# Succulents for enclosure?



## AnimalLady (Sep 24, 2015)

So this weekend I want to pretty up Mac's home. Heading out to Homestead to get me some succulents! Found a neat farm that carries almost all of them! WOO!

My question, when i look up the safe to feed succulents on the Tortoise Table I noticed just about all of them say to feed in moderation, that being the case...is it okay to plant them in his enclosure? What if i'm at work and he goes to town on them, killing the whole in moderation thing?

Oh! Very important and I just thought of it ~ If i get them from this farm, they wont be safe would they? Where can i get safe succulents? Pesticide free ones?


----------



## ZEROPILOT (Sep 24, 2015)

Right there in every Florida lawn is Purslane.
Yank some up. Pot it and grow it big.
You can also put plantings in your enclosure. 
Like you already said...feed periodically.


----------



## Careym13 (Sep 24, 2015)

I have a jade plant in my enclosure. It is in a pot though so they can't reach it unless I clip off the leaves and feed it to them. If they eat too much, it can have a laxative effect. I feed mine succulents about once a week. Aloe and hens and chicks are two good ones in addition to jade.

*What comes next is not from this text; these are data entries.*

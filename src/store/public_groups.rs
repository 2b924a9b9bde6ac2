//! Public Group Directory
//!
//! Paged listing of groups anyone can join.

use std::ops::{Deref, DerefMut};

use leptos::prelude::*;

use super::{current_user_id, groups, AppStateStoreFields, AppStore, Collection, RequestState};
use crate::api::GroupsApi;
use crate::config::PUBLIC_GROUPS_PAGE;
use crate::models::{Key, PublicGroup};

#[derive(Debug, Clone)]
pub struct PublicGroupsState {
    collection: Collection<PublicGroup>,
    pub limit: u32,
    /// Items received so far; offset of the next page
    pub offset: u32,
    /// The last page came back short
    pub exhausted: bool,
}

impl Default for PublicGroupsState {
    fn default() -> Self {
        Self {
            collection: Collection::default(),
            limit: PUBLIC_GROUPS_PAGE,
            offset: 0,
            exhausted: false,
        }
    }
}

impl Deref for PublicGroupsState {
    type Target = Collection<PublicGroup>;

    fn deref(&self) -> &Self::Target {
        &self.collection
    }
}

impl DerefMut for PublicGroupsState {
    fn deref_mut(&mut self) -> &mut Self::Target {
        &mut self.collection
    }
}

impl PublicGroupsState {
    fn apply_page(&mut self, page: Vec<PublicGroup>, first: bool) {
        let received = page.len() as u32;
        self.exhausted = received < self.limit;
        if first {
            self.offset = received;
            self.collection.replace_all(page);
        } else {
            self.offset += received;
            self.collection.merge(page);
        }
    }
}

pub async fn load_first_page<A: GroupsApi + ?Sized>(store: AppStore, api: &A) {
    fetch_page(store, api, true).await;
}

pub async fn load_more<A: GroupsApi + ?Sized>(store: AppStore, api: &A) {
    if store.public_groups().with_untracked(|p| p.exhausted) {
        return;
    }
    fetch_page(store, api, false).await;
}

async fn fetch_page<A: GroupsApi + ?Sized>(store: AppStore, api: &A, first: bool) {
    let (offset, limit) = store.public_groups().with_untracked(|p| (if first { 0 } else { p.offset }, p.limit));
    store.public_groups().update(|p| p.request = RequestState::Requested);
    match api.list_public_groups(offset, limit).await {
        Ok(page) => store.public_groups().update(|p| {
            p.apply_page(page, first);
            p.request = RequestState::Success;
        }),
        Err(e) => {
            log::warn!("[PUBLIC] page at {} failed: {}", offset, e);
            store.public_groups().update(|p| p.request = RequestState::failed(&e));
        }
    }
}

/// Join a public group, then reload the user's own groups
pub async fn join<A: GroupsApi + ?Sized>(store: AppStore, api: &A, group_id: &str) {
    let Some(user_id) = current_user_id(store) else {
        log::warn!("[PUBLIC] join without a session");
        return;
    };
    store.public_groups().update(|p| p.request = RequestState::Requested);
    match api.add_member(group_id, &user_id).await {
        Ok(_) => {
            log::info!("[PUBLIC] joined {}", group_id);
            store.public_groups().update(|p| {
                p.remove(&Key::server(group_id));
                p.request = RequestState::Success;
            });
            groups::refresh(store, api).await;
        }
        Err(e) => {
            log::warn!("[PUBLIC] join {} failed: {}", group_id, e);
            store.public_groups().update(|p| p.request = RequestState::failed(&e));
        }
    }
}
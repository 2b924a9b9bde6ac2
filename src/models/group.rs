//! Group and Membership models

use chrono::{DateTime, Utc};
use serde::{Deserialize, Serialize};

use super::{Entity, Key, Tracked};

/// Editable fields of a group
#[derive(Debug, Clone, PartialEq, Default, Serialize, Deserialize)]
pub struct GroupFields {
    pub name: String,
    pub description: String,
    pub is_private: bool,
}

/// Ties a user to a group
#[derive(Debug, Clone, PartialEq, Serialize, Deserialize)]
pub struct Membership {
    pub group_id: String,
    pub user_id: String,
    pub user_email: String,
    pub is_admin: bool,
    pub is_outdated: bool,
}

/// Client-side copy of a group
#[derive(Debug, Clone, PartialEq)]
pub struct Group {
    pub tracked: Tracked<GroupFields>,
    pub memberships: Vec<Membership>,
    /// Ids of the database servers shared in this group
    pub server_ids: Vec<String>,
    pub created_at: Option<DateTime<Utc>>,
    pub updated_at: Option<DateTime<Utc>>,
}

impl Group {
    /// Local group that was never saved
    pub fn draft(n: u32, defaults: GroupFields) -> Self {
        Self {
            tracked: Tracked::draft(n, defaults),
            memberships: Vec::new(),
            server_ids: Vec::new(),
            created_at: None,
            updated_at: None,
        }
    }

    pub fn fields(&self) -> &GroupFields {
        &self.tracked.current
    }

    pub fn fields_mut(&mut self) -> &mut GroupFields {
        &mut self.tracked.current
    }

    pub fn is_persisted(&self) -> bool {
        self.tracked.is_persisted()
    }

    pub fn is_dirty(&self) -> bool {
        self.tracked.is_dirty()
    }

    pub fn restore(&mut self) {
        self.tracked.restore();
    }

    pub fn toggle_private(&mut self) {
        let fields = self.fields_mut();
        fields.is_private = !fields.is_private;
    }

    pub fn membership(&self, user_id: &str) -> Option<&Membership> {
        self.memberships.iter().find(|m| m.user_id == user_id)
    }

    pub fn is_member(&self, user_id: &str) -> bool {
        self.membership(user_id).is_some()
    }

    pub fn is_admin(&self, user_id: &str) -> bool {
        self.membership(user_id).is_some_and(|m| m.is_admin)
    }

    /// The viewing user's membership was flagged as outdated by the server
    pub fn is_outdated(&self, user_id: &str) -> bool {
        self.membership(user_id).is_some_and(|m| m.is_outdated)
    }

    pub fn admin_count(&self) -> usize {
        self.memberships.iter().filter(|m| m.is_admin).count()
    }

    /// Insert or replace a membership by user id
    pub fn put_membership(&mut self, membership: Membership) {
        match self.memberships.iter_mut().find(|m| m.user_id == membership.user_id) {
            Some(existing) => *existing = membership,
            None => self.memberships.push(membership),
        }
    }

    pub fn drop_membership(&mut self, user_id: &str) -> bool {
        let before = self.memberships.len();
        self.memberships.retain(|m| m.user_id != user_id);
        self.memberships.len() != before
    }
}

impl Entity for Group {
    fn key(&self) -> Key {
        self.tracked.key().clone()
    }

    fn label(&self) -> &str {
        &self.tracked.current.name
    }
}

/// Group listed by `GET /public_groups`, joinable by anyone
#[derive(Debug, Clone, PartialEq)]
pub struct PublicGroup {
    pub id: String,
    pub name: String,
    pub description: String,
    pub member_count: u32,
    pub created_at: Option<DateTime<Utc>>,
}

impl Entity for PublicGroup {
    fn key(&self) -> Key {
        Key::server(self.id.clone())
    }

    fn label(&self) -> &str {
        &self.name
    }
}
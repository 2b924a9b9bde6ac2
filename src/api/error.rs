//! Gateway errors

use thiserror::Error;

pub type ApiResult<T> = Result<T, ApiError>;

#[derive(Debug, Error)]
pub enum ApiError {
    #[error("network error: {0}")]
    Transport(#[from] reqwest::Error),

    #[error("not authorized (status {0})")]
    Unauthorized(u16),

    #[error("request rejected with status {status}: {message}")]
    Rejected { status: u16, message: String },

    #[error("unexpected response body: {0}")]
    Decode(#[from] serde_json::Error),

    #[error("session ended before the response arrived")]
    Cancelled,
}

impl ApiError {
    pub fn from_status(status: u16, message: String) -> Self {
        match status {
            401 | 403 => ApiError::Unauthorized(status),
            _ => ApiError::Rejected { status, message },
        }
    }
}

#[cfg(test)]
mod tests {
    use super::*;

    #[test]
    fn test_status_mapping() {
        assert!(matches!(ApiError::from_status(401, String::new()), ApiError::Unauthorized(401)));
        assert!(matches!(ApiError::from_status(403, String::new()), ApiError::Unauthorized(403)));
        match ApiError::from_status(422, "name taken".to_string()) {
            ApiError::Rejected { status, message } => {
                assert_eq!(status, 422);
                assert_eq!(message, "name taken");
            }
            other => panic!("unexpected {:?}", other),
        }
    }
}
#[cfg(test)]
mod tests {
    use super::*;
    use crate::api::GroupListing;
    use crate::store::testing::{fake_group, fake_server, setup_store, signed_in, FakeApi};
    use tokio::sync::oneshot;

    fn names(store: AppStore) -> Vec<String> {
        store
            .groups()
            .with_untracked(|g| g.visible().iter().map(|g| g.fields().name.clone()).collect())
    }

    fn request(store: AppStore) -> RequestState {
        store.groups().with_untracked(|g| g.request)
    }

    fn listing(groups: Vec<Group>) -> GroupListing {
        GroupListing { groups, servers: vec![] }
    }

    async fn loaded(groups: Vec<Group>) -> (AppStore, FakeApi) {
        let store = setup_store();
        let api = FakeApi::default();
        api.push_listing(listing(groups));
        load(store, &api).await;
        api.clear_calls();
        (store, api)
    }

    #[tokio::test]
    async fn test_load_replaces_groups_and_merges_servers() {
        let store = setup_store();
        let api = FakeApi::default();
        let mut alpha = fake_group("g1", "Alpha");
        alpha.server_ids = vec!["s1".to_string()];
        api.push_listing(GroupListing {
            groups: vec![alpha, fake_group("g2", "beta")],
            servers: vec![fake_server("s1", "pg"), fake_server("s1", "pg-renamed"), fake_server("s2", "my")],
        });

        load(store, &api).await;

        assert_eq!(names(store), vec!["Alpha", "beta"]);
        assert_eq!(request(store), RequestState::Success);
        store.servers().with_untracked(|s| {
            assert_eq!(s.len(), 2);
            assert_eq!(s.get(&Key::server("s1")).map(|s| s.name.as_str()), Some("pg-renamed"));
        });
    }

    #[tokio::test]
    async fn test_filter_scenario() {
        let (store, _api) = loaded(vec![fake_group("g1", "Alpha"), fake_group("g2", "beta")]).await;

        set_filter(store, "a".to_string());
        assert_eq!(names(store), vec!["Alpha", "beta"]);

        set_filter(store, "A.".to_string());
        assert!(names(store).is_empty());
    }

    #[tokio::test]
    async fn test_new_draft_clears_filter_and_is_selected() {
        let (store, _api) = loaded(vec![fake_group("g1", "Alpha")]).await;
        set_filter(store, "alp".to_string());

        let key = new_draft(store).expect("store alive");

        store.groups().with_untracked(|g| {
            assert!(g.filter.is_empty());
            assert_eq!(g.selected().map(|group| group.key()), Some(key.clone()));
            assert_eq!(g.visible().len(), 2);
        });
    }

    #[tokio::test]
    async fn test_load_failure_sets_error_and_keeps_items() {
        let (store, api) = loaded(vec![fake_group("g1", "Alpha")]).await;
        api.fail_next();

        refresh(store, &api).await;

        assert_eq!(request(store), RequestState::Error);
        assert_eq!(names(store), vec!["Alpha"]);
    }

    #[tokio::test]
    async fn test_save_clean_group_is_noop() {
        let (store, api) = loaded(vec![fake_group("g1", "Alpha")]).await;
        let key = Key::server("g1");

        save(store, &api, &key).await;

        assert!(api.calls().is_empty());
        assert_eq!(request(store), RequestState::Success);
    }

    #[tokio::test]
    async fn test_save_dirty_group_updates_with_fresh_snapshot() {
        let (store, api) = loaded(vec![fake_group("g1", "Alpha"), fake_group("g2", "beta")]).await;
        let group = GroupRef::new(store, Key::server("g2"));
        group.edit(|f| f.name = "Beta2".to_string());
        group.toggle_private();
        assert!(group.is_dirty());

        group.save(&api).await;

        assert_eq!(api.calls(), vec!["update_group g2"]);
        assert_eq!(request(store), RequestState::Success);
        assert!(!group.is_dirty());
        store.groups().with_untracked(|g| {
            assert_eq!(g.items()[1].fields().name, "Beta2");
            assert!(g.items()[1].fields().is_private);
        });
    }

    #[tokio::test]
    async fn test_save_failure_keeps_edits() {
        let (store, api) = loaded(vec![fake_group("g1", "Alpha")]).await;
        let group = GroupRef::new(store, Key::server("g1"));
        group.edit(|f| f.description = "notes".to_string());
        api.fail_next();

        group.save(&api).await;

        assert_eq!(request(store), RequestState::Error);
        assert!(group.is_dirty());
        assert_eq!(group.get().map(|g| g.fields().description.clone()), Some("notes".to_string()));

        group.restore();
        assert!(!group.is_dirty());
    }

    #[tokio::test]
    async fn test_save_draft_goes_through_create() {
        let (store, api) = loaded(vec![fake_group("g1", "Alpha")]).await;
        let key = new_draft(store).expect("store alive");
        assert!(!key.is_persisted());
        edit(store, &key, |f| f.name = "Gamma".to_string());

        save(store, &api, &key).await;

        assert_eq!(api.calls(), vec!["create_group Gamma"]);
        store.groups().with_untracked(|g| {
            assert!(g.get(&key).is_none());
            let selected = g.selected().expect("new group selected");
            assert!(selected.is_persisted());
            assert!(!selected.is_dirty());
            assert_eq!(selected.fields().name, "Gamma");
        });
    }

    #[tokio::test]
    async fn test_save_merges_embedded_servers() {
        let (store, api) = loaded(vec![fake_group("g1", "Alpha")]).await;
        let key = new_draft(store).expect("store alive");
        edit(store, &key, |f| f.name = "Ops".to_string());
        api.embed_servers(vec![fake_server("s7", "warehouse")]);

        save(store, &api, &key).await;

        let saved = store.groups().with_untracked(|g| g.selected().cloned()).expect("saved group selected");
        assert_eq!(saved.server_ids, vec!["s7".to_string()]);
        store.servers().with_untracked(|s| {
            assert_eq!(s.get(&Key::server("s7")).map(|srv| srv.name.as_str()), Some("warehouse"));
            assert_eq!(s.for_group(&saved).len(), 1);
        });
    }

    #[tokio::test]
    async fn test_save_response_for_removed_group_is_dropped() {
        let (store, api) = loaded(vec![fake_group("g1", "Alpha")]).await;
        let key = Key::server("g1");
        edit(store, &key, |f| f.name = "Alpha2".to_string());
        let (tx, rx) = oneshot::channel();
        api.push_pending_update(rx);

        let remove_then_respond = async {
            while !api.calls().contains(&"update_group g1".to_string()) {
                tokio::task::yield_now().await;
            }
            store.groups().update(|g| {
                g.remove(&key);
            });
            let _ = tx.send(());
        };
        tokio::join!(save(store, &api, &key), remove_then_respond);

        assert!(names(store).is_empty());
        assert!(store.groups().with_untracked(|g| g.get(&key).is_none()));
    }

    #[tokio::test]
    async fn test_restore_draft_stays_dirty() {
        let store = setup_store();
        let key = new_draft(store).expect("store alive");
        edit(store, &key, |f| f.name = "x".to_string());
        restore(store, &key);
        restore(store, &key);
        store.groups().with_untracked(|g| {
            let draft = g.get(&key).unwrap();
            assert_eq!(draft.fields(), &GroupFields::default());
            assert_eq!(draft.is_dirty(), !draft.is_persisted());
        });
    }

    #[tokio::test]
    async fn test_create_inserts_only_on_success() {
        let (store, api) = loaded(vec![fake_group("g1", "Alpha")]).await;
        api.fail_next();
        let fields = GroupFields { name: "New".to_string(), ..Default::default() };

        assert!(create(store, &api, fields.clone()).await.is_none());
        assert_eq!(request(store), RequestState::Error);
        assert_eq!(names(store), vec!["Alpha"]);

        let key = create(store, &api, fields).await.expect("created");
        assert_eq!(request(store), RequestState::Success);
        assert_eq!(names(store), vec!["Alpha", "New"]);
        assert_eq!(store.groups().with_untracked(|g| g.selected_key().cloned()), Some(key));
    }

    #[tokio::test]
    async fn test_destroy_removes_one_and_falls_back_selection() {
        let (store, api) = loaded(vec![fake_group("g1", "Alpha"), fake_group("g2", "beta"), fake_group("g3", "gamma")])
            .await;
        select(store, Some(Key::server("g2")));

        destroy(store, &api, &Key::server("g2")).await;

        assert_eq!(api.calls(), vec!["delete_group g2"]);
        assert_eq!(names(store), vec!["Alpha", "gamma"]);
        store.groups().with_untracked(|g| {
            assert_eq!(g.selected_key(), None);
            assert_eq!(g.selected().map(|g| g.key()), Some(Key::server("g1")));
        });
    }

    #[tokio::test]
    async fn test_destroy_last_group_leaves_no_selection() {
        let (store, api) = loaded(vec![fake_group("g1", "Alpha")]).await;
        destroy(store, &api, &Key::server("g1")).await;
        assert!(store.groups().with_untracked(|g| g.selected().is_none()));
    }

    #[tokio::test]
    async fn test_destroy_draft_is_rejected() {
        let (store, api) = loaded(vec![fake_group("g1", "Alpha")]).await;
        let key = new_draft(store).expect("store alive");

        destroy(store, &api, &key).await;

        assert!(api.calls().is_empty());
        assert_eq!(request(store), RequestState::Success);
        assert!(store.groups().with_untracked(|g| g.contains(&key)));

        discard_draft(store, &key);
        assert!(!store.groups().with_untracked(|g| g.contains(&key)));
    }

    #[tokio::test]
    async fn test_concurrent_refresh_later_response_wins() {
        let store = setup_store();
        let api = FakeApi::default();
        let (first_tx, first_rx) = oneshot::channel();
        let (second_tx, second_rx) = oneshot::channel();
        api.push_pending_listing(first_rx);
        api.push_pending_listing(second_rx);

        let respond = async {
            tokio::task::yield_now().await;
            let _ = second_tx.send(listing(vec![fake_group("g2", "second")]));
            while names(store) != vec!["second"] {
                tokio::task::yield_now().await;
            }
            let _ = first_tx.send(listing(vec![fake_group("g1", "first")]));
        };
        tokio::join!(refresh(store, &api), refresh(store, &api), respond);

        assert_eq!(names(store), vec!["first"]);
        assert_eq!(request(store), RequestState::Success);
    }

    #[tokio::test]
    async fn test_membership_views_and_admin_toggle() {
        let mut alpha = fake_group("g1", "Alpha");
        alpha.put_membership(FakeApi::membership("g1", "me", true));
        let mut beta = fake_group("g2", "beta");
        beta.put_membership(FakeApi::membership("g2", "me", false));
        let (store, api) = loaded(vec![alpha, beta, fake_group("g3", "gamma")]).await;

        store.groups().with_untracked(|g| {
            assert_eq!(g.joined("me").len(), 2);
            assert_eq!(g.administered("me").len(), 1);
            assert!(g.outdated("me").is_empty());
        });

        set_member_admin(store, &api, "g2", "me", true).await;
        assert_eq!(api.calls(), vec!["set_member_admin g2 me true"]);
        store.groups().with_untracked(|g| {
            assert_eq!(g.administered("me").len(), 2);
            assert_eq!(g.dirty_count(), 0);
        });
    }

    #[tokio::test]
    async fn test_member_changes_keep_local_edits() {
        let (store, api) = loaded(vec![fake_group("g1", "Alpha")]).await;
        edit(store, &Key::server("g1"), |f| f.name = "Renamed".to_string());

        add_member(store, &api, "g1", "u9").await;

        store.groups().with_untracked(|g| {
            let group = g.get(&Key::server("g1")).unwrap();
            assert!(group.is_member("u9"));
            assert!(group.is_dirty());
            assert_eq!(group.fields().name, "Renamed");
        });
    }

    #[tokio::test]
    async fn test_leaving_group_removes_it() {
        let mut alpha = fake_group("g1", "Alpha");
        alpha.put_membership(FakeApi::membership("g1", "me", false));
        alpha.put_membership(FakeApi::membership("g1", "other", true));
        let (store, api) = loaded(vec![alpha, fake_group("g2", "beta")]).await;
        signed_in(store, "me");

        remove_member(store, &api, "g1", "other").await;
        assert!(store.groups().with_untracked(|g| !g.get(&Key::server("g1")).unwrap().is_member("other")));

        remove_member(store, &api, "g1", "me").await;
        assert_eq!(names(store), vec!["beta"]);
    }
}
//! Login Form Component
//!
//! Sign in, sign up and password reset share one form.

use leptos::prelude::*;
use leptos::task::spawn_local;

use crate::api::{RestApi, SignupArgs};
use crate::components::RequestBadge;
use crate::store::{session, AppStateStoreFields, AppStore};

#[derive(Clone, Copy, PartialEq)]
enum FormMode {
    Login,
    Signup,
    Reset,
}

#[component]
pub fn LoginForm(store: AppStore, api: RestApi) -> impl IntoView {
    let (mode, set_mode) = signal(FormMode::Login);
    let (email, set_email) = signal(String::new());
    let (password, set_password) = signal(String::new());
    let (confirmation, set_confirmation) = signal(String::new());

    let request = Signal::derive(move || {
        store.session().with(|s| match mode.get() {
            FormMode::Login => s.request,
            FormMode::Signup => s.signup,
            FormMode::Reset => s.password_reset,
        })
    });

    let on_submit = move |ev: web_sys::SubmitEvent| {
        ev.prevent_default();
        let api = api.clone();
        let email = email.get();
        match mode.get() {
            FormMode::Login => {
                let password = password.get();
                spawn_local(async move { session::login(store, &api, email, password).await });
            }
            FormMode::Signup => {
                let args = SignupArgs {
                    email,
                    password: password.get(),
                    password_confirmation: confirmation.get(),
                };
                spawn_local(async move { session::signup(store, &api, args).await });
            }
            FormMode::Reset => {
                spawn_local(async move { session::request_new_password(store, &api, email).await });
            }
        }
        set_password.set(String::new());
        set_confirmation.set(String::new());
    };

    let tab = move |target: FormMode, label: &'static str| {
        view! {
            <button
                type="button"
                class=move || if mode.get() == target { "mode-btn active" } else { "mode-btn" }
                on:click=move |_| set_mode.set(target)
            >
                {label}
            </button>
        }
    };

    view! {
        <form class="login-form" on:submit=on_submit>
            <div class="mode-row">
                {tab(FormMode::Login, "Sign in")}
                {tab(FormMode::Signup, "Sign up")}
                {tab(FormMode::Reset, "Forgot password")}
            </div>
            <input
                type="email"
                placeholder="Email"
                prop:value=move || email.get()
                on:input=move |ev| set_email.set(event_target_value(&ev))
            />
            <Show when=move || mode.get() != FormMode::Reset>
                <input
                    type="password"
                    placeholder="Password"
                    prop:value=move || password.get()
                    on:input=move |ev| set_password.set(event_target_value(&ev))
                />
            </Show>
            <Show when=move || mode.get() == FormMode::Signup>
                <input
                    type="password"
                    placeholder="Repeat password"
                    prop:value=move || confirmation.get()
                    on:input=move |ev| set_confirmation.set(event_target_value(&ev))
                />
            </Show>
            <button type="submit" disabled=move || request.get().is_pending()>
                {move || match mode.get() {
                    FormMode::Login => "Sign in",
                    FormMode::Signup => "Create account",
                    FormMode::Reset => "Send reset link",
                }}
            </button>
            <RequestBadge state=request />
        </form>
    }
}
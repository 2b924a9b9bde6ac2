//! Admin Users Store

use std::ops::{Deref, DerefMut};

use leptos::prelude::*;

use super::collection::{by_label, TextFilter};
use super::{current_user_id, AppStateStoreFields, AppStore, Collection, RequestState};
use crate::api::AdminApi;
use crate::models::{AdminUser, Entity, Key};

#[derive(Debug, Clone, Copy, PartialEq, Eq, Default)]
pub enum UserSort {
    #[default]
    Email,
    CreatedAt,
    LoginCount,
}

#[derive(Debug, Clone, Default)]
pub struct UsersState {
    collection: Collection<AdminUser>,
    pub sort: UserSort,
}

impl Deref for UsersState {
    type Target = Collection<AdminUser>;

    fn deref(&self) -> &Self::Target {
        &self.collection
    }
}

impl DerefMut for UsersState {
    fn deref_mut(&mut self) -> &mut Self::Target {
        &mut self.collection
    }
}

impl UsersState {
    /// Accounts matching the email filter, in `sort` order
    ///
    /// Newest accounts and most logins come first.
    pub fn visible(&self) -> Vec<&AdminUser> {
        let filter = TextFilter::new(&self.collection.filter);
        let mut view: Vec<&AdminUser> = self.collection.items().iter().filter(|u| filter.matches(u.label())).collect();
        match self.sort {
            UserSort::Email => view.sort_by(by_label),
            UserSort::CreatedAt => view.sort_by(|a, b| b.user.created_at.cmp(&a.user.created_at).then_with(|| by_label(a, b))),
            UserSort::LoginCount => view.sort_by(|a, b| b.user.login_count.cmp(&a.user.login_count).then_with(|| by_label(a, b))),
        }
        view
    }

    pub fn admin_count(&self) -> usize {
        self.collection.items().iter().filter(|u| u.user.is_admin()).count()
    }
}

pub fn set_filter(store: AppStore, filter: String) {
    store.users().update(|u| u.filter = filter);
}

pub fn set_sort(store: AppStore, sort: UserSort) {
    store.users().update(|u| u.sort = sort);
}

pub async fn load<A: AdminApi + ?Sized>(store: AppStore, api: &A) {
    store.users().update(|u| u.request = RequestState::Requested);
    match api.list_users().await {
        Ok(users) => {
            log::debug!("[USERS] loaded {} accounts", users.len());
            store.users().update(|u| {
                u.replace_all(users);
                u.request = RequestState::Success;
            });
        }
        Err(e) => {
            log::warn!("[USERS] load failed: {}", e);
            store.users().update(|u| u.request = RequestState::failed(&e));
        }
    }
}

/// Delete an account; the signed-in admin cannot delete themselves
pub async fn destroy<A: AdminApi + ?Sized>(store: AppStore, api: &A, key: &Key) {
    let Some(id) = key.server_id() else {
        return;
    };
    if current_user_id(store).as_deref() == Some(id) {
        log::warn!("[USERS] refusing to delete the signed-in account");
        return;
    }
    store.users().update(|u| u.request = RequestState::Requested);
    match api.delete_user(id).await {
        Ok(()) => {
            log::info!("[USERS] deleted {}", key);
            store.users().update(|u| {
                u.remove(key);
                u.request = RequestState::Success;
            });
        }
        Err(e) => {
            log::warn!("[USERS] delete of {} failed: {}", key, e);
            store.users().update(|u| u.request = RequestState::failed(&e));
        }
    }
}
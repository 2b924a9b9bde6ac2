//! Pristine/current tracking for editable entities.

use super::Key;

/// Live fields of an entity paired with the last server-synced copy.
///
/// `pristine` is only ever set by the constructors; a fresh server
/// response produces a fresh `Tracked`.
#[derive(Debug, Clone, PartialEq)]
pub struct Tracked<F> {
    key: Key,
    pristine: F,
    pub current: F,
}

impl<F: Clone + PartialEq> Tracked<F> {
    /// Entity as returned by the server
    pub fn persisted(id: impl Into<String>, fields: F) -> Self {
        Self {
            key: Key::Server(id.into()),
            pristine: fields.clone(),
            current: fields,
        }
    }

    /// Entity created locally, snapshot holds the defaults
    pub fn draft(n: u32, defaults: F) -> Self {
        Self {
            key: Key::Draft(n),
            pristine: defaults.clone(),
            current: defaults,
        }
    }

    pub fn key(&self) -> &Key {
        &self.key
    }

    pub fn is_persisted(&self) -> bool {
        self.key.is_persisted()
    }

    pub fn pristine(&self) -> &F {
        &self.pristine
    }

    pub fn is_dirty(&self) -> bool {
        !self.is_persisted() || self.current != self.pristine
    }

    pub fn restore(&mut self) {
        self.current = self.pristine.clone();
    }
}
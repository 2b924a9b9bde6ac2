//! Session Endpoints
//!
//! Login, logout, signup and password reset.

use async_trait::async_trait;
use reqwest::header::AUTHORIZATION;
use reqwest::Method;
use serde::Serialize;

use super::{ApiError, ApiResult, RestApi};
use crate::models::User;

#[derive(Debug, Clone, Serialize)]
pub struct Credentials {
    pub email: String,
    pub password: String,
}

#[derive(Debug, Clone, Serialize)]
pub struct SignupArgs {
    pub email: String,
    pub password: String,
    pub password_confirmation: String,
}

#[derive(Serialize)]
struct EmailArgs<'a> {
    email: &'a str,
}

#[async_trait(?Send)]
pub trait SessionApi {
    /// Sign in; the gateway keeps the returned token for later calls
    async fn login(&self, credentials: &Credentials) -> ApiResult<User>;
    async fn logout(&self) -> ApiResult<()>;
    async fn signup(&self, args: &SignupArgs) -> ApiResult<()>;
    async fn request_new_password(&self, email: &str) -> ApiResult<()>;

    /// Cancel every in-flight call of the current session and drop the token
    fn end_session(&self);
}

#[async_trait(?Send)]
impl SessionApi for RestApi {
    async fn login(&self, credentials: &Credentials) -> ApiResult<User> {
        let cancel = self.session_token();
        let builder = self.request(Method::POST, self.url(&["login"])).json(credentials);
        let response = self.send(builder, &cancel).await?;
        let token = response
            .headers()
            .get(AUTHORIZATION)
            .and_then(|v| v.to_str().ok())
            .map(str::to_string);
        let body = response.text().await?;
        if cancel.is_cancelled() {
            return Err(ApiError::Cancelled);
        }
        let user: User = serde_json::from_str(&body)?;
        self.set_token(token);
        Ok(user)
    }

    async fn logout(&self) -> ApiResult<()> {
        self.execute(self.request(Method::POST, self.url(&["logout"]))).await
    }

    async fn signup(&self, args: &SignupArgs) -> ApiResult<()> {
        self.execute(self.request(Method::POST, self.url(&["user", "signup"])).json(args))
            .await
    }

    async fn request_new_password(&self, email: &str) -> ApiResult<()> {
        self.execute(self.request(Method::POST, self.url(&["user", "new_password"])).json(&EmailArgs { email }))
            .await
    }

    fn end_session(&self) {
        self.cancel_session();
    }
}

I would ask at the farm what, if any, pesticides they use and also what kind of soil the plants have been potted in. Normally they use fertilizer type soils. Go ahead and buy whatever plants you want, take them home and wash off the root ball as much as you can. Re-pot them in safe soil. Then just let them be for a while. I let any nursery bought plants "sit" for at least 10 months before I feed them, sometimes longer. This way, any chemicals that were on the plants or in the roots from the old soil will dissipate.


----------



## AnimalLady (Sep 24, 2015)

So you wouldnt recommend me make a mini succulent garden in his enclosure?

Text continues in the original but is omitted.